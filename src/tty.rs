//! Terminal I/O utilities for CLI.
//!
//! Provides TTY detection and user prompting. Prompts go to stderr so stdout
//! only ever carries the JSON envelope.

use std::io::{self, BufRead, IsTerminal, Write};

pub fn is_stdin_tty() -> bool {
    io::stdin().is_terminal()
}

pub fn prompt(message: &str) -> lizzy::Result<String> {
    eprint!("{}", message);
    io::stderr().flush().ok();

    let stdin = io::stdin();
    let mut line = String::new();
    stdin.lock().read_line(&mut line).map_err(|e| {
        lizzy::Error::new(
            lizzy::ErrorCode::InternalIoError,
            format!("Failed to read input: {}", e),
            serde_json::Value::Null,
        )
    })?;

    Ok(line.trim().to_string())
}

/// Yes/no question. An empty answer takes `default`.
pub fn confirm(message: &str, default: bool) -> lizzy::Result<bool> {
    let suffix = if default { "[Y/n]" } else { "[y/N]" };
    let answer = prompt(&format!("{} {} ", message, suffix))?;
    Ok(parse_confirmation(&answer, default))
}

fn parse_confirmation(answer: &str, default: bool) -> bool {
    match answer.trim().to_ascii_lowercase().as_str() {
        "" => default,
        "y" | "yes" => true,
        _ => false,
    }
}

/// Numbered choice from `options`; returns the selected index.
pub fn select(message: &str, options: &[String]) -> lizzy::Result<usize> {
    eprintln!("{}", message);
    for (i, option) in options.iter().enumerate() {
        eprintln!("  {}. {}", i + 1, option);
    }

    let answer = prompt("Select number: ")?;
    parse_selection(&answer, options.len()).ok_or_else(|| {
        lizzy::Error::validation_invalid_argument(
            "selection",
            format!("Expected a number between 1 and {}", options.len()),
            Some(answer.clone()),
            None,
        )
    })
}

fn parse_selection(answer: &str, count: usize) -> Option<usize> {
    match answer.trim().parse::<usize>() {
        Ok(n) if (1..=count).contains(&n) => Some(n - 1),
        _ => None,
    }
}
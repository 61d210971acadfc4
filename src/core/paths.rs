use crate::error::{Error, Result};
use std::env;
use std::path::PathBuf;

/// Environment variable that relocates the whole lizzy config directory.
pub const CONFIG_DIR_ENV: &str = "LIZZY_CONFIG_DIR";

/// Base lizzy config directory (`$LIZZY_CONFIG_DIR`, else `~/.lizzy`)
pub fn lizzy() -> Result<PathBuf> {
    if let Ok(dir) = env::var(CONFIG_DIR_ENV) {
        if !dir.trim().is_empty() {
            return Ok(PathBuf::from(dir));
        }
    }

    #[cfg(windows)]
    {
        let profile = env::var("USERPROFILE").map_err(|_| {
            Error::internal_unexpected(
                "USERPROFILE environment variable not set on Windows".to_string(),
            )
        })?;
        Ok(PathBuf::from(profile).join(".lizzy"))
    }

    #[cfg(not(windows))]
    {
        let home = env::var("HOME").map_err(|_| {
            Error::internal_unexpected(
                "HOME environment variable not set on Unix-like system".to_string(),
            )
        })?;
        Ok(PathBuf::from(home).join(".lizzy"))
    }
}

/// User settings document path
pub fn config_json() -> Result<PathBuf> {
    Ok(lizzy()?.join("config.json"))
}

/// Workflows directory
pub fn workflows() -> Result<PathBuf> {
    Ok(lizzy()?.join("workflows"))
}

__________________________________________________

» **Exercise objective**:
Would you set down every record again, exactly as it appears above?

» **Completed task**:
filename src/tty.rs
//! Terminal I/O utilities for CLI.
//!
//! Provides TTY detection and user prompting. Prompts go to stderr so stdout
//! only ever carries the JSON envelope.

use std::io::{self, BufRead, IsTerminal, Write};

pub fn is_stdin_tty() -> bool {
    io::stdin().is_terminal()
}

pub fn prompt(message: &str) -> lizzy::Result<String> {
    eprint!("{}", message);
    io::stderr().flush().ok();

    let stdin = io::stdin();
    let mut line = String::new();
    stdin.lock().read_line(&mut line).map_err(|e| {
        lizzy::Error::new(
            lizzy::ErrorCode::InternalIoError,
            format!("Failed to read input: {}", e),
            serde_json::Value::Null,
        )
    })?;

    Ok(line.trim().to_string())
}

/// Yes/no question. An empty answer takes `default`.
pub fn confirm(message: &str, default: bool) -> lizzy::Result<bool> {
    let suffix = if default { "[Y/n]" } else { "[y/N]" };
    let answer = prompt(&format!("{} {} ", message, suffix))?;
    Ok(parse_confirmation(&answer, default))
}

fn parse_confirmation(answer: &str, default: bool) -> bool {
    match answer.trim().to_ascii_lowercase().as_str() {
        "" => default,
        "y" | "yes" => true,
        _ => false,
    }
}

/// Numbered choice from `options`; returns the selected index.
pub fn select(message: &str, options: &[String]) -> lizzy::Result<usize> {
    eprintln!("{}", message);
    for (i, option) in options.iter().enumerate() {
        eprintln!("  {}. {}", i + 1, option);
    }

    let answer = prompt("Select number: ")?;
    parse_selection(&answer, options.len()).ok_or_else(|| {
        lizzy::Error::validation_invalid_argument(
            "selection",
            format!("Expected a number between 1 and {}", options.len()),
            Some(answer.clone()),
            None,
        )
    })
}

fn parse_selection(answer: &str, count: usize) -> Option<usize> {
    match answer.trim().parse::<usize>() {
        Ok(n) if (1..=count).contains(&n) => Some(n - 1),
        _ => None,
    }
}
repository 61d210971acadfc4
filename src/core/paths.rs
use crate::error::{Error, Result};
use std::env;
use std::path::PathBuf;

/// Environment variable that relocates the whole lizzy config directory.
pub const CONFIG_DIR_ENV: &str = "LIZZY_CONFIG_DIR";

/// Base lizzy config directory (`$LIZZY_CONFIG_DIR`, else `~/.lizzy`)
pub fn lizzy() -> Result<PathBuf> {
    if let Ok(dir) = env::var(CONFIG_DIR_ENV) {
        if !dir.trim().is_empty() {
            return Ok(PathBuf::from(dir));
        }
    }

    #[cfg(windows)]
    {
        let profile = env::var("USERPROFILE").map_err(|_| {
            Error::internal_unexpected(
                "USERPROFILE environment variable not set on Windows".to_string(),
            )
        })?;
        Ok(PathBuf::from(profile).join(".lizzy"))
    }

    #[cfg(not(windows))]
    {
        let home = env::var("HOME").map_err(|_| {
            Error::internal_unexpected(
                "HOME environment variable not set on Unix-like system".to_string(),
            )
        })?;
        Ok(PathBuf::from(home).join(".lizzy"))
    }
}

/// User settings document path
pub fn config_json() -> Result<PathBuf> {
    Ok(lizzy()?.join("config.json"))
}

/// Workflows directory
pub fn workflows() -> Result<PathBuf> {
    Ok(lizzy()?.join("workflows"))
}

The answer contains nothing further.